■ **WHAT THE TASK ASKS**: Which lines of the records contain the word "Failed"? Show each of them.

++++ RECORDS FOR THE TASK ++++

//! Migration settings.
//!
//! Every value has a built-in default matching a Maven Selenium/TestNG
//! project; a YAML file passed with `--config` overrides any subset.

use std::fmt;
use std::path::Path;

use serde::{Deserialize, Serialize};

use crate::migrate::gateway::ModelParams;
use crate::migrate::scan::{MatchOn, ScanFilter};
use crate::ports::FileSystem;

/// Line separating file blocks in the request payload.
pub const DEFAULT_REQUEST_DELIMITER: &str = "-------------------";
/// Token the service is told to place between generated files.
pub const DEFAULT_RESPONSE_DELIMITER: &str = "---*---";

/// The two migration passes.
#[derive(Debug, Clone, Copy, PartialEq, Eq, Serialize, Deserialize)]
#[serde(rename_all = "lowercase")]
pub enum PassKind {
    /// Page-object classes.
    Pages,
    /// Test classes.
    Tests,
}

impl fmt::Display for PassKind {
    fn fmt(&self, f: &mut fmt::Formatter<'_>) -> fmt::Result {
        match self {
            Self::Pages => f.write_str("pages"),
            Self::Tests => f.write_str("tests"),
        }
    }
}

/// Settings for one pass.
#[derive(Debug, Clone, PartialEq, Serialize)]
pub struct PassConfig {
    /// Substring selecting source files.
    pub pattern: String,
    /// Whether `pattern` is matched against the name or the relative path.
    pub match_on: MatchOn,
    /// Directory path substrings that prune the scan.
    pub exclude: Vec<String>,
    /// Source suffix replaced in destination names (`.java`).
    pub source_extension: String,
    /// Suffix of generated files (`.ts`, `.spec.ts`).
    pub target_extension: String,
    /// Token separating generated files in the response.
    pub response_delimiter: String,
    /// Language tag of the code fences in the response.
    pub fence_language: String,
    /// Sampling temperature for this pass.
    pub temperature: f32,
    /// Output location relative to the output project root.
    pub output_subdir: String,
    /// Replaces the built-in system instruction when set.
    pub system_prompt: Option<String>,
}

impl PassConfig {
    /// Defaults for the page-object pass.
    #[must_use]
    pub fn pages() -> Self {
        Self {
            pattern: "Page.java".into(),
            match_on: MatchOn::Name,
            exclude: vec![".git".into(), ".idea".into(), "target".into(), "/test".into()],
            source_extension: ".java".into(),
            target_extension: ".ts".into(),
            response_delimiter: DEFAULT_RESPONSE_DELIMITER.into(),
            fence_language: "typescript".into(),
            temperature: 0.2,
            output_subdir: "src/pages".into(),
            system_prompt: None,
        }
    }

    /// Defaults for the test pass.
    #[must_use]
    pub fn tests() -> Self {
        Self {
            pattern: "Test.java".into(),
            exclude: vec![".git".into(), ".idea".into(), "target".into()],
            target_extension: ".spec.ts".into(),
            temperature: 0.0,
            output_subdir: "src/specs".into(),
            ..Self::pages()
        }
    }

    /// Scan filter described by this pass.
    #[must_use]
    pub fn filter(&self) -> ScanFilter<'_> {
        ScanFilter { pattern: &self.pattern, match_on: self.match_on, excluded: &self.exclude }
    }
}

/// Per-pass keys as they appear in a config file, all optional.
#[derive(Debug, Default, Deserialize)]
#[serde(default, deny_unknown_fields)]
struct PassOverrides {
    pattern: Option<String>,
    match_on: Option<MatchOn>,
    exclude: Option<Vec<String>>,
    source_extension: Option<String>,
    target_extension: Option<String>,
    response_delimiter: Option<String>,
    fence_language: Option<String>,
    temperature: Option<f32>,
    output_subdir: Option<String>,
    system_prompt: Option<String>,
}

impl PassOverrides {
    fn apply(self, base: PassConfig) -> PassConfig {
        PassConfig {
            pattern: self.pattern.unwrap_or(base.pattern),
            match_on: self.match_on.unwrap_or(base.match_on),
            exclude: self.exclude.unwrap_or(base.exclude),
            source_extension: self.source_extension.unwrap_or(base.source_extension),
            target_extension: self.target_extension.unwrap_or(base.target_extension),
            response_delimiter: self.response_delimiter.unwrap_or(base.response_delimiter),
            fence_language: self.fence_language.unwrap_or(base.fence_language),
            temperature: self.temperature.unwrap_or(base.temperature),
            output_subdir: self.output_subdir.unwrap_or(base.output_subdir),
            system_prompt: self.system_prompt.or(base.system_prompt),
        }
    }
}

/// Top-level keys as they appear in a config file.
#[derive(Debug, Default, Deserialize)]
#[serde(default, deny_unknown_fields)]
struct ConfigFile {
    model: Option<String>,
    max_tokens: Option<u32>,
    top_p: Option<f32>,
    request_delimiter: Option<String>,
    pages: PassOverrides,
    tests: PassOverrides,
}

impl From<ConfigFile> for MigrationConfig {
    fn from(file: ConfigFile) -> Self {
        let base = Self::default();
        Self {
            model: file.model.unwrap_or(base.model),
            max_tokens: file.max_tokens.unwrap_or(base.max_tokens),
            top_p: file.top_p.unwrap_or(base.top_p),
            request_delimiter: file.request_delimiter.unwrap_or(base.request_delimiter),
            pages: file.pages.apply(base.pages),
            tests: file.tests.apply(base.tests),
        }
    }
}

/// Complete migration settings.
#[derive(Debug, Clone, PartialEq, Serialize, Deserialize)]
#[serde(from = "ConfigFile")]
pub struct MigrationConfig {
    /// Model identifier passed to the provider.
    pub model: String,
    /// Output size cap per generation call.
    pub max_tokens: u32,
    /// Nucleus sampling cutoff.
    pub top_p: f32,
    /// Line separating file blocks in the request.
    pub request_delimiter: String,
    /// Page-object pass.
    pub pages: PassConfig,
    /// Test pass.
    pub tests: PassConfig,
}

impl Default for MigrationConfig {
    fn default() -> Self {
        let params = ModelParams::default();
        Self {
            model: params.model,
            max_tokens: params.max_tokens,
            top_p: params.top_p,
            request_delimiter: DEFAULT_REQUEST_DELIMITER.into(),
            pages: PassConfig::pages(),
            tests: PassConfig::tests(),
        }
    }
}

impl MigrationConfig {
    /// Loads settings from a YAML file; absent keys keep their defaults.
    ///
    /// # Errors
    ///
    /// Returns an error if the file cannot be read or parsed.
    pub fn load(fs: &dyn FileSystem, path: &Path) -> Result<Self, String> {
        let content = fs
            .read_to_string(path)
            .map_err(|e| format!("Failed to read config {}: {e}", path.display()))?;
        serde_yaml::from_str(&content)
            .map_err(|e| format!("Failed to parse config {}: {e}", path.display()))
    }

    /// Settings of the given pass.
    #[must_use]
    pub fn pass(&self, kind: PassKind) -> &PassConfig {
        match kind {
            PassKind::Pages => &self.pages,
            PassKind::Tests => &self.tests,
        }
    }

    /// Model parameters for a pass; temperature is per pass.
    #[must_use]
    pub fn model_params(&self, kind: PassKind) -> ModelParams {
        ModelParams {
            model: self.model.clone(),
            max_tokens: self.max_tokens,
            temperature: self.pass(kind).temperature,
            top_p: self.top_p,
        }
    }
}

++++

■ **ANSWER TO THIS EXERCISE**:
            .map_err(|e| format!("Failed to read config {}: {e}", path.display()))?;
            .map_err(|e| format!("Failed to parse config {}: {e}", path.display()))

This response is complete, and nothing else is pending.